To decide on a suitable RNA ensemble, the accuracies of docking with two sets of RNA ensembles of HIV-1 TAR were compared. One ensemble, named TARNMR-MD, consisted of 20 conformers generated by SAS selection (select-and-sample strategy, Frank et al. 2009). To construct TARNMR-MD, HIV-1 TAR structure (PDB id: 1ANR, Aboul-ela et al. 1996) was downloaded and molecular dynamics simulations were performed by measuring NMR residual dipolar couplings (RDC) in elongated RNA. The other RNA ensemble, named TARMD, consisted of 20 randomly selected snapshots from an 80-ns MD simulation of apo-TAR with backbone RMSDs ranging from 3 to 80 Å. The X-ray structure (PDB id: 397D, Ippolito and Steitz 1998) and 20 NMR structures (PDB id: 1ANR, Aboul-ela et al. 1996) of apo-TAR were downloaded from the PDB. A test set ligand library containing 38 known ligands for TAR RNA was obtained from the published literatures. To test the accuracy of the RNA ensemble, virtual screening of the test set ligands targeting the RNA ensembles, TARNMR-MD and TARMD, was conducted, respectively. Virtual screening was conducted using ICM after binding pockets were predicted by the ICM PocketFinder module based on the calculated surface area and volume of cavities on the receptor surface. The results suggested that TARNMR-MD improved the accuracy of docking compared with TARMD. From this result TARNMR-MD was chosen for further virtual screening to identify small molecule TAR-Tat inhibitors.
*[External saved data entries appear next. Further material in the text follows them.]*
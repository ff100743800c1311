//! Task submission

use crate::job::{LinkTaskRequest, Submission, TaskHandle, TaskRequest, WorkerKind};
use crate::pool::WorkerPool;
use crate::{JobError, JobResult};
use std::collections::HashMap;
use std::sync::Arc;
use uuid::Uuid;

/// Submits worker tasks to a pool queue
pub struct Dispatcher {
    pool: Arc<dyn WorkerPool>,
    queue: String,
}

impl Dispatcher {
    pub fn new(pool: Arc<dyn WorkerPool>, queue: impl Into<String>) -> Self {
        Self {
            pool,
            queue: queue.into(),
        }
    }

    pub fn queue(&self) -> &str {
        &self.queue
    }

    /// Enqueues a task and returns its handle
    ///
    /// Link requests without a job id are given a fresh one. Any pool
    /// failure becomes [`JobError::DispatchUnavailable`]; nothing is retried.
    pub async fn submit(&self, request: TaskRequest) -> JobResult<Submission> {
        let (job_id, request) = match request {
            TaskRequest::Links(r) => {
                let job_id = r.job_id.unwrap_or_else(Uuid::new_v4);
                let request = TaskRequest::Links(LinkTaskRequest {
                    job_id: Some(job_id),
                    ..r
                });
                (job_id, request)
            }
            TaskRequest::Errors(r) => (r.job_id, TaskRequest::Errors(r)),
        };
        let kind = request.kind();

        let task_id = self
            .pool
            .schedule(&self.queue, kind.task_name(), &request.to_params())
            .await
            .map_err(|e| {
                tracing::warn!("Failed to dispatch {} for {}: {}", kind, request.url(), e);
                JobError::DispatchUnavailable(e.to_string())
            })?;

        tracing::info!(
            "Dispatched {} task {} for {} (job {})",
            kind,
            task_id,
            request.url(),
            job_id
        );

        Ok(Submission {
            job_id,
            kind,
            handle: TaskHandle {
                task_id,
                queue_name: self.queue.clone(),
            },
        })
    }

    /// Validates untyped parameters, then submits
    ///
    /// Invalid parameters are rejected before the pool is contacted.
    pub async fn submit_params(
        &self,
        kind: WorkerKind,
        params: &HashMap<String, String>,
    ) -> JobResult<Submission> {
        let request = TaskRequest::from_params(kind, params)?;
        self.submit(request).await
    }
}
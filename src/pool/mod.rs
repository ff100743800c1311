//! Worker pool backends
//!
//! A [`WorkerPool`] accepts named tasks on a queue and reports their state
//! as a raw backend string. Two backends exist:
//! - [`LocalPool`] runs tasks on the current tokio runtime
//! - [`ScrapydPool`] talks to a Scrapyd daemon over HTTP

mod local;
mod scrapyd;

pub use local::LocalPool;
pub use scrapyd::ScrapydPool;

use crate::config::{Config, PoolBackend};
use crate::storage::RecordStore;
use crate::worker::{build_http_client, WorkerContext};
use async_trait::async_trait;
use std::sync::Arc;
use std::time::Duration;
use thiserror::Error;
use url::Url;

/// Worker pool failures
#[derive(Debug, Error)]
pub enum PoolError {
    /// The pool could not be contacted
    #[error("Worker pool unreachable: {0}")]
    Unreachable(String),

    /// The pool answered but refused the request
    #[error("Worker pool rejected the request: {0}")]
    Rejected(String),

    /// The pool answered with something unparseable
    #[error("Unexpected worker pool response: {0}")]
    Protocol(String),
}

/// A queue-based task executor
#[async_trait]
pub trait WorkerPool: Send + Sync {
    /// Enqueues `task_name` with string parameters, returning the task id
    async fn schedule(
        &self,
        queue: &str,
        task_name: &str,
        params: &[(String, String)],
    ) -> Result<String, PoolError>;

    /// Returns the backend's status string for a task
    ///
    /// An empty string means the pool does not know the task.
    async fn status(&self, queue: &str, task_id: &str) -> Result<String, PoolError>;
}

/// Builds the configured pool backend
///
/// The local backend runs workers in-process and writes to `store`; the
/// Scrapyd backend's workers write wherever the daemon's project points them.
pub fn from_config(
    config: &Config,
    store: Arc<dyn RecordStore>,
) -> crate::Result<Arc<dyn WorkerPool>> {
    match config.pool.backend {
        PoolBackend::Local => {
            let context = WorkerContext::from_config(config, store)?;
            Ok(Arc::new(LocalPool::new(
                &config.pool.queue,
                Arc::new(context),
                config.pool.max_concurrent_tasks as usize,
                config.pool.task_retention,
            )))
        }
        PoolBackend::Scrapyd => {
            let client = build_http_client(
                &config.user_agent,
                Duration::from_secs(config.worker.request_timeout_secs),
            )?;
            let endpoint = Url::parse(&config.pool.endpoint)?;
            Ok(Arc::new(ScrapydPool::new(client, endpoint)))
        }
    }
}
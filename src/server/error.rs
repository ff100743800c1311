use crate::JobError;
use axum::http::StatusCode;
use axum::response::{IntoResponse, Response};
use serde_json::json;

/// A [`JobError`] rendered as a JSON error response
#[derive(Debug)]
pub struct ApiError(pub JobError);

impl ApiError {
    pub fn error_code(&self) -> &'static str {
        match &self.0 {
            JobError::InvalidParameters(_) => "INVALID_PARAMETERS",
            JobError::DispatchUnavailable(_) => "DISPATCH_UNAVAILABLE",
            JobError::UnknownTask { .. } => "UNKNOWN_TASK",
            JobError::WorkerFailure { .. } => "WORKER_FAILURE",
            JobError::PollTimeout { .. } => "POLL_TIMEOUT",
            JobError::Storage(_) => "STORAGE_ERROR",
        }
    }

    pub fn status_code(&self) -> StatusCode {
        status_for(&self.0)
    }
}

pub(crate) fn status_for(error: &JobError) -> StatusCode {
    match error {
        JobError::InvalidParameters(_) => StatusCode::BAD_REQUEST,
        JobError::DispatchUnavailable(_) => StatusCode::SERVICE_UNAVAILABLE,
        JobError::UnknownTask { .. } => StatusCode::NOT_FOUND,
        JobError::WorkerFailure { .. } => StatusCode::BAD_GATEWAY,
        JobError::PollTimeout { .. } => StatusCode::GATEWAY_TIMEOUT,
        JobError::Storage(_) => StatusCode::INTERNAL_SERVER_ERROR,
    }
}

impl From<JobError> for ApiError {
    fn from(error: JobError) -> Self {
        Self(error)
    }
}

impl IntoResponse for ApiError {
    fn into_response(self) -> Response {
        let status = self.status_code();
        if status.is_server_error() {
            tracing::warn!("Request failed: {}", self.0);
        }
        let body = json!({
            "error_code": self.error_code(),
            "error_message": self.0.to_string(),
        });
        (status, axum::Json(body)).into_response()
    }
}
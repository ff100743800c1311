//! Job orchestration
//!
//! [`JobService`] wires a dispatcher, poller and aggregator around one pool
//! and one record store, and implements the two user-facing flows:
//! - blocking grammar checks (submit, wait, aggregate)
//! - decoupled link extraction (submit now, look up results later)

use crate::config::Config;
use crate::job::{
    Aggregator, Dispatcher, ErrorTaskRequest, LinkTaskRequest, PollPolicy, Poller, Submission,
    TaskHandle, TaskRequest, DEFAULT_LANGUAGE,
};
use crate::output::{ErrorReport, LinkReport};
use crate::pool::{self, WorkerPool};
use crate::state::TaskState;
use crate::storage::{RecordStore, SqliteStore};
use crate::{JobError, JobResult, SitelintError};
use std::path::Path;
use std::sync::Arc;
use uuid::Uuid;

pub struct JobService {
    dispatcher: Dispatcher,
    poller: Poller,
    aggregator: Aggregator,
    policy: PollPolicy,
    default_language: String,
}

impl JobService {
    pub fn new(
        pool: Arc<dyn WorkerPool>,
        queue: impl Into<String>,
        store: Arc<dyn RecordStore>,
        policy: PollPolicy,
    ) -> Self {
        Self {
            dispatcher: Dispatcher::new(Arc::clone(&pool), queue),
            poller: Poller::new(pool),
            aggregator: Aggregator::new(store),
            policy,
            default_language: DEFAULT_LANGUAGE.to_string(),
        }
    }

    /// Opens the configured database and builds the configured pool
    ///
    /// # Errors
    ///
    /// Fails if the database cannot be opened or the pool's HTTP client
    /// cannot be built.
    pub fn from_config(config: &Config) -> Result<Self, SitelintError> {
        let store: Arc<dyn RecordStore> =
            Arc::new(SqliteStore::new(Path::new(&config.output.database_path))?);
        Self::with_store(config, store)
    }

    /// Like [`JobService::from_config`] with an already opened store
    pub fn with_store(config: &Config, store: Arc<dyn RecordStore>) -> Result<Self, SitelintError> {
        let pool = pool::from_config(config, Arc::clone(&store))?;
        tracing::info!(
            "Using {:?} worker pool, queue '{}'",
            config.pool.backend,
            config.pool.queue
        );

        Ok(Self::new(
            pool,
            config.pool.queue.clone(),
            store,
            PollPolicy::from_config(&config.polling),
        )
        .with_default_language(&config.checker.default_language))
    }

    pub fn with_default_language(mut self, language: &str) -> Self {
        self.default_language = language.to_string();
        self
    }

    pub fn dispatcher(&self) -> &Dispatcher {
        &self.dispatcher
    }

    pub fn aggregator(&self) -> &Aggregator {
        &self.aggregator
    }

    /// Grammar-checks a page and returns its errors by line number
    ///
    /// Blocks until the task is terminal. A failed task becomes
    /// [`JobError::WorkerFailure`]; its partial records stay readable via
    /// [`Aggregator::error_report`].
    pub async fn check_page(&self, url: &str, language: Option<&str>) -> JobResult<ErrorReport> {
        let language = language
            .map(str::trim)
            .filter(|l| !l.is_empty())
            .unwrap_or(self.default_language.as_str());
        let request = ErrorTaskRequest::new(url, Some(language), Uuid::new_v4())?;

        let submission = self.dispatcher.submit(TaskRequest::Errors(request)).await?;
        let state = self.await_success(&submission).await?;
        self.aggregator.error_report(submission.job_id, state)
    }

    /// Extracts a page's links, blocking until the task is terminal
    pub async fn extract_links(&self, url: &str) -> JobResult<LinkReport> {
        let submission = self.submit_links(url).await?;
        let state = self.await_success(&submission).await?;
        self.aggregator.link_report(submission.job_id, state)
    }

    /// Submits a link task without waiting for it
    pub async fn submit_links(&self, url: &str) -> JobResult<Submission> {
        let request = LinkTaskRequest::new(url)?;
        self.dispatcher.submit(TaskRequest::Links(request)).await
    }

    /// Polls once and returns whatever the job has to show
    ///
    /// Pending and running tasks yield an empty report with that status.
    pub async fn link_results(&self, handle: &TaskHandle, job_id: Uuid) -> JobResult<LinkReport> {
        let state = self.poller.poll(handle).await?;
        self.aggregator.link_report(job_id, state)
    }

    /// Single status query for a task on this service's queue
    pub async fn status(&self, task_id: &str) -> JobResult<TaskState> {
        let handle = TaskHandle {
            task_id: task_id.to_string(),
            queue_name: self.dispatcher.queue().to_string(),
        };
        self.poller.poll(&handle).await
    }

    async fn await_success(&self, submission: &Submission) -> JobResult<TaskState> {
        let state = self.poller.wait(&submission.handle, &self.policy).await?;
        if state == TaskState::Failed {
            return Err(JobError::WorkerFailure {
                task_id: submission.handle.task_id.clone(),
                job_id: submission.job_id,
            });
        }
        Ok(state)
    }
}
//! Typed task requests
//!
//! Pools only carry string parameters; these types are the validated form
//! on either side of that boundary.

use crate::{JobError, JobResult};
use serde::Serialize;
use std::collections::HashMap;
use std::fmt;
use url::Url;
use uuid::Uuid;

/// Language used for grammar checks when the caller gives none
pub const DEFAULT_LANGUAGE: &str = "en-us";

/// The two kinds of worker task
#[derive(Debug, Clone, Copy, PartialEq, Eq, Hash, Serialize)]
#[serde(rename_all = "lowercase")]
pub enum WorkerKind {
    Links,
    Errors,
}

impl WorkerKind {
    /// Name the task is registered under in the pool
    pub fn task_name(&self) -> &'static str {
        match self {
            WorkerKind::Links => "link_spider",
            WorkerKind::Errors => "spell_checker",
        }
    }

    pub fn from_task_name(name: &str) -> Option<Self> {
        match name {
            "link_spider" => Some(WorkerKind::Links),
            "spell_checker" => Some(WorkerKind::Errors),
            _ => None,
        }
    }
}

impl fmt::Display for WorkerKind {
    fn fmt(&self, f: &mut fmt::Formatter<'_>) -> fmt::Result {
        f.write_str(self.task_name())
    }
}

/// Extract every hyperlink from a page
#[derive(Debug, Clone, PartialEq, Eq)]
pub struct LinkTaskRequest {
    pub url: Url,
    /// Filled in by the dispatcher when absent
    pub job_id: Option<Uuid>,
}

impl LinkTaskRequest {
    pub fn new(url: &str) -> JobResult<Self> {
        Ok(Self {
            url: parse_target(url)?,
            job_id: None,
        })
    }

    pub fn with_job_id(mut self, job_id: Uuid) -> Self {
        self.job_id = Some(job_id);
        self
    }
}

/// Grammar-check every line of a page
#[derive(Debug, Clone, PartialEq, Eq)]
pub struct ErrorTaskRequest {
    pub url: Url,
    pub language: String,
    pub job_id: Uuid,
}

impl ErrorTaskRequest {
    /// A blank or missing language falls back to [`DEFAULT_LANGUAGE`]
    pub fn new(url: &str, language: Option<&str>, job_id: Uuid) -> JobResult<Self> {
        let language = match language.map(str::trim).filter(|l| !l.is_empty()) {
            Some(language) => parse_language(language)?,
            None => DEFAULT_LANGUAGE.to_string(),
        };
        Ok(Self {
            url: parse_target(url)?,
            language,
            job_id,
        })
    }
}

#[derive(Debug, Clone, PartialEq, Eq)]
pub enum TaskRequest {
    Links(LinkTaskRequest),
    Errors(ErrorTaskRequest),
}

impl TaskRequest {
    pub fn kind(&self) -> WorkerKind {
        match self {
            TaskRequest::Links(_) => WorkerKind::Links,
            TaskRequest::Errors(_) => WorkerKind::Errors,
        }
    }

    pub fn url(&self) -> &Url {
        match self {
            TaskRequest::Links(r) => &r.url,
            TaskRequest::Errors(r) => &r.url,
        }
    }

    pub fn job_id(&self) -> Option<Uuid> {
        match self {
            TaskRequest::Links(r) => r.job_id,
            TaskRequest::Errors(r) => Some(r.job_id),
        }
    }

    /// Validates untyped parameters for a task of the given kind
    ///
    /// `url` is required for both kinds; error tasks also require `job_id`.
    pub fn from_params(kind: WorkerKind, params: &HashMap<String, String>) -> JobResult<Self> {
        let url = params.get("url").map(String::as_str).unwrap_or("");
        let job_id = params.get("job_id").map(|raw| parse_job_id(raw)).transpose()?;

        match kind {
            WorkerKind::Links => Ok(TaskRequest::Links(LinkTaskRequest {
                url: parse_target(url)?,
                job_id,
            })),
            WorkerKind::Errors => {
                let job_id = job_id.ok_or_else(|| {
                    JobError::InvalidParameters("missing required parameter 'job_id'".to_string())
                })?;
                let language = params.get("language").map(String::as_str);
                Ok(TaskRequest::Errors(ErrorTaskRequest::new(url, language, job_id)?))
            }
        }
    }

    /// Flattens the request into pool parameters
    pub fn to_params(&self) -> Vec<(String, String)> {
        let mut params = vec![("url".to_string(), self.url().to_string())];
        if let Some(job_id) = self.job_id() {
            params.push(("job_id".to_string(), job_id.to_string()));
        }
        if let TaskRequest::Errors(r) = self {
            params.push(("language".to_string(), r.language.clone()));
        }
        params
    }
}

/// Parses a target page URL, accepting only absolute http(s) URLs
fn parse_target(raw: &str) -> JobResult<Url> {
    let raw = raw.trim();
    if raw.is_empty() {
        return Err(JobError::InvalidParameters(
            "missing required parameter 'url'".to_string(),
        ));
    }

    let url = Url::parse(raw)
        .map_err(|e| JobError::InvalidParameters(format!("invalid url '{}': {}", raw, e)))?;

    match url.scheme() {
        "http" | "https" if url.has_host() => Ok(url),
        _ => Err(JobError::InvalidParameters(format!(
            "url must be an absolute http(s) URL: {}",
            raw
        ))),
    }
}

fn parse_job_id(raw: &str) -> JobResult<Uuid> {
    Uuid::parse_str(raw.trim())
        .map_err(|e| JobError::InvalidParameters(format!("invalid job_id '{}': {}", raw, e)))
}

fn parse_language(language: &str) -> JobResult<String> {
    if language
        .chars()
        .all(|c| c.is_ascii_alphanumeric() || c == '-' || c == '_')
    {
        Ok(language.to_string())
    } else {
        Err(JobError::InvalidParameters(format!(
            "invalid language '{}'",
            language
        )))
    }
}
Virtual Screening Against TAR Dynamic Ensemble

A chemical database consisting of 49,166 compounds was obtained from the Center for Chemical Genomics at the University of Michigan and 2,060 compounds from the author’s in-house library. Based on the ICM Score, the top 57 commercially available hit compounds were selected and their binding activities were tested by fluorescence-based assays. This identified six small molecules that bound to TAR with high affinity (K d  =  55 nM to 122 μM) and inhibited TAR interaction with Tat (K i  =  710 nM to 169 μM) in vitro. Among them, netilmicin (K d  =  ∼1.4 μΜ) bound to HIV-1 TAR with the highest selectivity over HIV-2 TAR. Netilmicin repressed Tat-mediated transactivation of the HIV-1 promoter through its interaction with TAR in live human T-cells and inhibited HIV-1 replication in the HIV-1 indicator cell line TZM-bl.

Case 2: RNA Pseudoknots

Ribosomal −1 frameshifting (−1 FS) is an essential event during translation for the synthesis of two or more proteins encoded by overlapping reading frames on a single mRNA (Dinman and Berry 2007) in many RNA viruses such as retroviruses, coronaviruses, yeast, plant virus, and even bacteria (Jacks and Varmus 1985; Brierley et al. 1991; Chamorro et al. 1992; Tzeng et al. 1992; ten Dam et al. 1994; Kang and Tinoco 1997; Jacobs et al. 2007). Two cis-acting elements are required to regulate −1 FS. One is a slippery sequence where ribosome-associated tRNAs slip, and the other is RNA secondary structure such as a hairpin or pseudoknot that promotes ribosome pausing. Thermodynamic or kinetic control of RNA secondary structure folding may be important in regulating the efficiency of −1 FS. Human immunodeficiency virus type 1 (HIV-1) utilizes −1 FS to regulate the expression ratio of Gag to Gag-Pol, which is critical for the production of infectious virion particles (Paulus et al. 1999). The RNA stem-loop sequence that is involved in −1 FS of HIV-1 is highly conserved in the main subtypes of HIV-1 (Gareiss and Miller 2009). Mutations of this sequence reduce −1 FS and decrease viral infectivity and replication (Baril et al. 2003; Dulude et al. 2006). In severe acute respiratory syndrome coronavirus (SARS-CoV), replicase genes mainly encode two large replicative polyproteins (pp1a and pp1ab) which are expressed by two partially overlapped open reading frames ORF 1a and ORF 1b. As ORF 1b has no independent translation initiation site, polyprotein pp1ab encoded by ORF 1b is only translated as a fused protein form with ORF 1a through −1 FS. As pp1ab includes RNA-dependent RNA polymerase (RdRp) and other replication components which are important proteins for viral replication, −1 FS is essential for the synthesis of enzymatic proteins. The stability of the RNA pseudoknot that induces −1 FS in the SARS-CoV (SARS-pseudoknot) also has a dramatic effect on −1 FS efficiency. Therefore, the RNA secondary structure in the −1 FS site has emerged as an attractive target for drug development (Baranov et al 2005; Plant et al 2005; Su et al. 2005).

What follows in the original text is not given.